Beyond the cypresses at the end of the garden, the greyness of the day was everywhere, stretching away to the horizon, hill upon hill. Graziella stared at it as they stopped dancing, faintly pink in the face, her breath coming quickly. She looked at Warley, then looked away again, quickly, as if she were embarrassed.
‘Quando finirà la guerra,’
she whispered.
‘Quando finirà?’
The last night seemed the worst of all the nights. Few ventured out, not even for the ritual evening stroll that always took place in Italian streets. Syzling braved the rain and spent most of the time in the bed of his widow, with his clothes steaming in front of a fire she built up. Well-fed and satiated, he left her just as the rain stopped for the first time, wearing clothes that were dry again.
Captain Jago borrowed a half-tonner and went to see his nursing sister in Calimero. What he intended was obvious from the fact that he’d tossed his bedding roll and a ground-sheet in the back, but it proved unnecessary because the nursing sister had a room in a small house near the hospital and the other sister who shared it with her was on duty, so they didn’t argue and slipped into bed there and then.
Private Fletcher-Smith, his teeth chattering with cold and damp, clutched his girl between the stacked winter logs and a pile of straw in the barn of the little farm where she lived with her mother. Her warmth made him forget all about literature and they took off their glasses, which were becoming steamed up anyway, and considering life too short for intellectual exercises decided to use the pile of straw instead. His love-making was hurried and clumsy because they were both virgins; but afterwards, while the girl returned to the house shivering and fearful of what she’d permitted, a proud and overjoyed Fletcher-Smith almost danced back to his billet, feeling that he didn’t care now if it rained for ever.

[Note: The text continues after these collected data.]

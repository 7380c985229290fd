use serde::{Deserialize, Serialize};

/// A wallet account as reported by the provider.
///
/// The same shape, serialized camelCase, is the session record persisted
/// across page reloads.
#[derive(Debug, Clone, PartialEq, Eq, Serialize, Deserialize)]
#[serde(rename_all = "camelCase")]
pub struct Account {
    pub address: String,
    pub chain_id: u64,
    pub is_connected: bool,
}

/// Payload of a successful provider connect call.
#[derive(Debug, Clone, PartialEq, Eq, Serialize, Deserialize)]
#[serde(rename_all = "camelCase")]
pub struct ConnectResult {
    pub accounts: Vec<String>,
    pub chain_id: u64,
}
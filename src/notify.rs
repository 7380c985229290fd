use log::error;

/// Title used for every connection-failure alert.
pub const CONNECTION_FAILED_TITLE: &str = "Connection Failed";

/// Fire-and-forget user alerts. The UI layer supplies its own sink (toast,
/// modal); the manager only hands it resolved messages.
pub trait NotificationSink {
    fn error(&self, message: &str, title: &str);
}

/// Sink that writes alerts to the log.
#[derive(Debug, Default, Clone)]
pub struct LogNotifier;

impl NotificationSink for LogNotifier {
    fn error(&self, message: &str, title: &str) {
        error!("{title}: {message}");
    }
}
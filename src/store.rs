use std::{cell::RefCell, collections::HashMap, sync::Arc};

use gloo::storage::{LocalStorage, Storage};
use log::warn;

/// The single key the session record lives under.
pub const SESSION_KEY: &str = "wallet-session";

/// Key-value storage that survives page reloads.
///
/// Writes are best-effort; a failed write is logged and the session carries on
/// with its in-memory state.
pub trait SessionStore {
    fn get(&self, key: &str) -> Option<String>;
    fn set(&self, key: &str, value: &str);
    fn remove(&self, key: &str);
}

/// Session store backed by browser localStorage.
#[derive(Debug, Default, Clone)]
pub struct LocalSessionStore;

impl LocalSessionStore {
    pub fn new() -> Self {
        Self
    }
}

impl SessionStore for LocalSessionStore {
    fn get(&self, key: &str) -> Option<String> {
        LocalStorage::raw().get_item(key).ok().flatten()
    }

    fn set(&self, key: &str, value: &str) {
        if let Err(err) = LocalStorage::raw().set_item(key, value) {
            warn!("session store write failed: {err:?}");
        }
    }

    fn remove(&self, key: &str) {
        if let Err(err) = LocalStorage::raw().remove_item(key) {
            warn!("session store remove failed: {err:?}");
        }
    }
}

/// In-memory store, shared between clones. Used off-wasm and in tests.
#[derive(Debug, Default, Clone)]
pub struct MemoryStore {
    values: Arc<RefCell<HashMap<String, String>>>,
}

impl MemoryStore {
    pub fn new() -> Self {
        Self::default()
    }
}

impl SessionStore for MemoryStore {
    fn get(&self, key: &str) -> Option<String> {
        self.values.borrow().get(key).cloned()
    }

    fn set(&self, key: &str, value: &str) {
        self.values.borrow_mut().insert(key.to_string(), value.to_string());
    }

    fn remove(&self, key: &str) {
        self.values.borrow_mut().remove(key);
    }
}
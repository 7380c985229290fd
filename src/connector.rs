use std::{fmt::Display, str::FromStr};

use serde::{Deserialize, Serialize};
use thiserror::Error;

/// Ethereum mainnet.
pub const MAINNET_CHAIN_ID: u64 = 1;

/// Holesky test network, the single supported target of `switch_network`.
pub const HOLESKY_CHAIN_ID: u64 = 17000;

/// Chain the manager asks the provider to switch to.
pub const TARGET_CHAIN_ID: u64 = HOLESKY_CHAIN_ID;

/// Application display name handed to the Coinbase connector.
pub const COINBASE_APP_NAME: &str = "Wallet Hub";

/// WalletConnect cloud project identifier.
pub const WALLETCONNECT_PROJECT_ID: &str = "3fbb6bba6f1de962d911bb5b5c3dba68";

/// Connector preference order handed to the provider on reconnect.
pub const SUPPORTED_CONNECTORS: [ConnectorKind; 3] =
    [ConnectorKind::Injected, ConnectorKind::Coinbase, ConnectorKind::WalletConnect];

/// The closed set of ways to reach a user's wallet.
#[derive(Debug, Copy, Clone, PartialEq, Eq, Hash, Serialize, Deserialize)]
pub enum ConnectorKind {
    #[serde(rename = "injected")]
    Injected,
    #[serde(rename = "coinbase")]
    Coinbase,
    #[serde(rename = "walletConnect")]
    WalletConnect,
}

/// Fixed construction parameters for one connector kind. None of these are
/// configurable at runtime.
#[derive(Debug, Clone, PartialEq, Eq)]
pub enum ConnectorConfig {
    Injected,
    Coinbase { app_name: &'static str },
    WalletConnect { project_id: &'static str, show_qr_modal: bool },
}

impl ConnectorKind {
    pub fn config(self) -> ConnectorConfig {
        match self {
            ConnectorKind::Injected => ConnectorConfig::Injected,
            ConnectorKind::Coinbase => ConnectorConfig::Coinbase { app_name: COINBASE_APP_NAME },
            ConnectorKind::WalletConnect => ConnectorConfig::WalletConnect {
                project_id: WALLETCONNECT_PROJECT_ID,
                show_qr_modal: true,
            },
        }
    }

    pub fn as_str(self) -> &'static str {
        match self {
            ConnectorKind::Injected => "injected",
            ConnectorKind::Coinbase => "coinbase",
            ConnectorKind::WalletConnect => "walletConnect",
        }
    }
}

#[derive(Debug, Clone, PartialEq, Eq, Error)]
#[error("unknown connector kind: {0}")]
pub struct UnknownConnectorError(String);

impl FromStr for ConnectorKind {
    type Err = UnknownConnectorError;

    fn from_str(s: &str) -> Result<Self, Self::Err> {
        match s {
            "injected" => Ok(ConnectorKind::Injected),
            "coinbase" => Ok(ConnectorKind::Coinbase),
            "walletConnect" => Ok(ConnectorKind::WalletConnect),
            other => Err(UnknownConnectorError(other.to_string())),
        }
    }
}

impl Display for ConnectorKind {
    fn fmt(&self, f: &mut std::fmt::Formatter<'_>) -> std::fmt::Result {
        f.write_str(self.as_str())
    }
}
//! Analysis configurations, results and the synchronous entry point.
//!
//! [`run`] drives one analysis of one snapshot to completion on the calling
//! thread. [`Session`](crate::session::Session) wraps the same call on a
//! background thread.

use std::sync::Arc;

use crate::circuit::{validate_circuit, Circuit};
use crate::error::{Result, SimError};
use crate::power::{
    FaultAnalyzer, FaultConfig, FaultReport, PowerFlowConfig, PowerFlowResult, PowerFlowSolver, PowerNetwork,
};
use crate::session::RunControl;
use crate::solver::{
    AcConfig, AcResult, AcSolver, DcConfig, DcSolver, OperatingPoint, TransientConfig, TransientResult,
    TransientSolver,
};
use crate::sweep::{self, SweepConfig, SweepResult};

/// Immutable model an analysis runs on.
#[derive(Debug, Clone, PartialEq)]
pub enum Snapshot {
    Circuit(Arc<Circuit>),
    Network(Arc<PowerNetwork>),
}

impl From<Circuit> for Snapshot {
    fn from(circuit: Circuit) -> Self {
        Snapshot::Circuit(Arc::new(circuit))
    }
}

impl From<Arc<Circuit>> for Snapshot {
    fn from(circuit: Arc<Circuit>) -> Self {
        Snapshot::Circuit(circuit)
    }
}

impl From<PowerNetwork> for Snapshot {
    fn from(network: PowerNetwork) -> Self {
        Snapshot::Network(Arc::new(network))
    }
}

impl From<Arc<PowerNetwork>> for Snapshot {
    fn from(network: Arc<PowerNetwork>) -> Self {
        Snapshot::Network(network)
    }
}

impl Snapshot {
    pub fn kind(&self) -> &'static str {
        match self {
            Snapshot::Circuit(_) => "circuit",
            Snapshot::Network(_) => "power network",
        }
    }

    /// New snapshot with one component or network element parameter replaced.
    pub fn with_parameter(&self, element: &str, param: &str, value: f64) -> Result<Snapshot> {
        Ok(match self {
            Snapshot::Circuit(c) => c.with_parameter(element, param, value)?.into(),
            Snapshot::Network(n) => n.with_parameter(element, param, value)?.into(),
        })
    }

    fn circuit(&self, analysis: &str) -> Result<&Circuit> {
        match self {
            Snapshot::Circuit(c) => Ok(c),
            Snapshot::Network(_) => Err(mismatch(analysis, self)),
        }
    }

    fn network(&self, analysis: &str) -> Result<&PowerNetwork> {
        match self {
            Snapshot::Network(n) => Ok(n),
            Snapshot::Circuit(_) => Err(mismatch(analysis, self)),
        }
    }
}

fn mismatch(analysis: &str, snapshot: &Snapshot) -> SimError {
    SimError::invalid_analysis(format!(
        "{analysis} analysis cannot run on a {} snapshot",
        snapshot.kind()
    ))
}

/// What to run.
#[derive(Debug, Clone, PartialEq)]
pub enum AnalysisConfig {
    Dc(DcConfig),
    Ac(AcConfig),
    Transient(TransientConfig),
    PowerFlow(PowerFlowConfig),
    Fault(FaultConfig),
    Sweep(SweepConfig),
}

impl AnalysisConfig {
    /// Short name used in logs and errors.
    pub fn name(&self) -> &'static str {
        match self {
            AnalysisConfig::Dc(_) => "dc",
            AnalysisConfig::Ac(_) => "ac",
            AnalysisConfig::Transient(_) => "transient",
            AnalysisConfig::PowerFlow(_) => "power flow",
            AnalysisConfig::Fault(_) => "fault",
            AnalysisConfig::Sweep(_) => "sweep",
        }
    }

    /// Reject inconsistent settings.
    pub fn validate(&self) -> Result<()> {
        match self {
            AnalysisConfig::Dc(c) => c.validate(),
            AnalysisConfig::Ac(c) => c.validate(),
            AnalysisConfig::Transient(c) => c.validate(),
            AnalysisConfig::PowerFlow(c) => c.validate(),
            AnalysisConfig::Fault(c) => c.validate(),
            AnalysisConfig::Sweep(c) => c.validate(),
        }
    }
}

/// Outcome of a completed analysis.
#[derive(Debug, Clone, PartialEq)]
pub enum SimulationResult {
    Dc(OperatingPoint),
    Ac(AcResult),
    Transient(TransientResult),
    PowerFlow(PowerFlowResult),
    Fault(FaultReport),
    Sweep(SweepResult),
}

impl SimulationResult {
    pub fn as_dc(&self) -> Option<&OperatingPoint> {
        match self {
            SimulationResult::Dc(op) => Some(op),
            _ => None,
        }
    }

    pub fn as_ac(&self) -> Option<&AcResult> {
        match self {
            SimulationResult::Ac(ac) => Some(ac),
            _ => None,
        }
    }

    pub fn as_transient(&self) -> Option<&TransientResult> {
        match self {
            SimulationResult::Transient(tr) => Some(tr),
            _ => None,
        }
    }

    pub fn as_power_flow(&self) -> Option<&PowerFlowResult> {
        match self {
            SimulationResult::PowerFlow(pf) => Some(pf),
            _ => None,
        }
    }

    pub fn as_fault(&self) -> Option<&FaultReport> {
        match self {
            SimulationResult::Fault(report) => Some(report),
            _ => None,
        }
    }

    pub fn as_sweep(&self) -> Option<&SweepResult> {
        match self {
            SimulationResult::Sweep(sweep) => Some(sweep),
            _ => None,
        }
    }
}

/// Check a configuration against a snapshot without running anything.
///
/// Covers configuration values, snapshot kind, circuit topology, the slack
/// bus of a load flow and the sequence networks of a fault study.
pub fn validate(snapshot: &Snapshot, config: &AnalysisConfig) -> Result<()> {
    config.validate()?;
    let name = config.name();
    match config {
        AnalysisConfig::Dc(_) | AnalysisConfig::Ac(_) | AnalysisConfig::Transient(_) => {
            validate_circuit(snapshot.circuit(name)?)
        }
        AnalysisConfig::PowerFlow(_) => snapshot.network(name)?.validate(),
        AnalysisConfig::Fault(c) => FaultAnalyzer::new(c.clone()).check(snapshot.network(name)?),
        AnalysisConfig::Sweep(c) => sweep::validate(snapshot, c),
    }
}

/// Run one analysis to completion on the calling thread.
///
/// `control` is consulted at the analysis' suspension points; pass
/// `&RunControl::new()` for an uncontrolled run.
pub fn run(snapshot: &Snapshot, config: &AnalysisConfig, control: &RunControl) -> Result<SimulationResult> {
    if control.is_stop_requested() {
        return Err(SimError::Cancelled);
    }
    let name = config.name();
    match config {
        AnalysisConfig::Dc(c) => {
            let op = DcSolver::new(c.clone()).solve(snapshot.circuit(name)?)?;
            Ok(SimulationResult::Dc(op))
        }
        AnalysisConfig::Ac(c) => AcSolver::new(c.clone())
            .solve_controlled(snapshot.circuit(name)?, control)
            .map(SimulationResult::Ac),
        AnalysisConfig::Transient(c) => TransientSolver::new(c.clone())
            .run(snapshot.circuit(name)?, control)
            .map(SimulationResult::Transient),
        AnalysisConfig::PowerFlow(c) => PowerFlowSolver::new(c.clone())
            .solve(snapshot.network(name)?)
            .map(SimulationResult::PowerFlow),
        AnalysisConfig::Fault(c) => FaultAnalyzer::new(c.clone())
            .analyze(snapshot.network(name)?)
            .map(SimulationResult::Fault),
        AnalysisConfig::Sweep(c) => sweep::run(snapshot, c, control).map(SimulationResult::Sweep),
    }
}

#[cfg(test)]
mod tests {
    use super::*;
    use crate::circuit::CircuitBuilder;
    use crate::components::Waveform;
    use crate::power::{Bus, BusKind, FaultType, Line};

    fn divider() -> Circuit {
        let mut b = CircuitBuilder::new();
        b.add_voltage_source("V1", "in", "0", Waveform::Dc(10.0)).unwrap();
        b.add_resistor("R1", "in", "out", 1000.0).unwrap();
        b.add_resistor("R2", "out", "0", 1000.0).unwrap();
        b.build().unwrap()
    }

    #[test]
    fn test_run_dc() {
        let snapshot = Snapshot::from(divider());
        let result = run(&snapshot, &AnalysisConfig::Dc(DcConfig::new()), &RunControl::new()).unwrap();
        let op = result.as_dc().unwrap();
        assert!((op.node_voltage("out").unwrap() - 5.0).abs() < 1e-9);
        assert!(result.as_ac().is_none());
    }

    #[test]
    fn test_snapshot_kind_mismatch() {
        let snapshot = Snapshot::from(divider());
        let config = AnalysisConfig::PowerFlow(PowerFlowConfig::new());
        assert!(matches!(
            validate(&snapshot, &config),
            Err(SimError::InvalidAnalysis { .. })
        ));
        assert!(matches!(
            run(&snapshot, &config, &RunControl::new()),
            Err(SimError::InvalidAnalysis { .. })
        ));
    }

    #[test]
    fn test_validate_reports_missing_slack() {
        let mut net = PowerNetwork::default();
        let a = net.add_bus(Bus::new("A", BusKind::Pv, 138.0)).unwrap();
        let b = net.add_bus(Bus::new("B", BusKind::Pq, 138.0)).unwrap();
        net.add_line(Line::new("L1", a, b, 0.01, 0.1, 0.0)).unwrap();
        let config = AnalysisConfig::PowerFlow(PowerFlowConfig::new());
        assert_eq!(validate(&net.into(), &config), Err(SimError::MissingSlackBus));
    }

    #[test]
    fn test_validate_reports_undefined_sequence_network() {
        let mut net = PowerNetwork::default();
        net.add_bus(Bus::new("A", BusKind::Slack, 138.0)).unwrap();
        // No machine anywhere: the positive-sequence island has no source
        let config = AnalysisConfig::Fault(FaultConfig::new("A", FaultType::ThreePhase));
        assert!(matches!(
            validate(&net.into(), &config),
            Err(SimError::UndefinedSequenceNetwork { .. })
        ));
    }

    #[test]
    fn test_stopped_control_cancels_before_start() {
        let control = RunControl::new();
        control.request_stop();
        let snapshot = Snapshot::from(divider());
        assert_eq!(
            run(&snapshot, &AnalysisConfig::Dc(DcConfig::new()), &control),
            Err(SimError::Cancelled)
        );
    }
}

Warley’s parting from Graziella was quiet and subdued. Although she was the older sister and ran the household, she was still young, her slim body moving freely inside her loose dress. Her smooth fair hair, piled on her shoulders, framed a face that was oval in shape with a pointed chin. The impression she had given Warley was one of shyness and purity, but he’d seen her glance at him occasionally with eyes that were as old as woman herself.
He wasn’t a man of great experience with girls, but he suspected she wasn’t the type to play at love and he was intelligent enough to realise that one couldn’t make hard and fast rules for the reactions of a member of one sex on a member of the other. Graziella had been educated in Rome and she displayed an instinctive womanly wisdom that was curiously secretive and independent.
With Avvocato Vanvitelli heading back to Naples with
La Nonna
and the two small boys, and Deacon and Taylor at the cinema with Francesca, they were alone and spent the evening playing the piano. It seemed a ridiculous thing to do under the circumstances, and Warley knew that Jago would have laughed like a drain at the time he was wasting.
But he was supremely, bewilderingly at peace. He had brought a bottle of brandy and had insisted she have a drink with him. He finally forced two on her, which was a lot more than she normally drank, but it made her happy. Warley was a little tipsy, but he was well-behaved and clearly content just to be with her.
‘Have another?’ he asked.
She shook her head. ‘I think it would be better if
you
did not have another, also,’ she said. ‘It is not very good brandy.’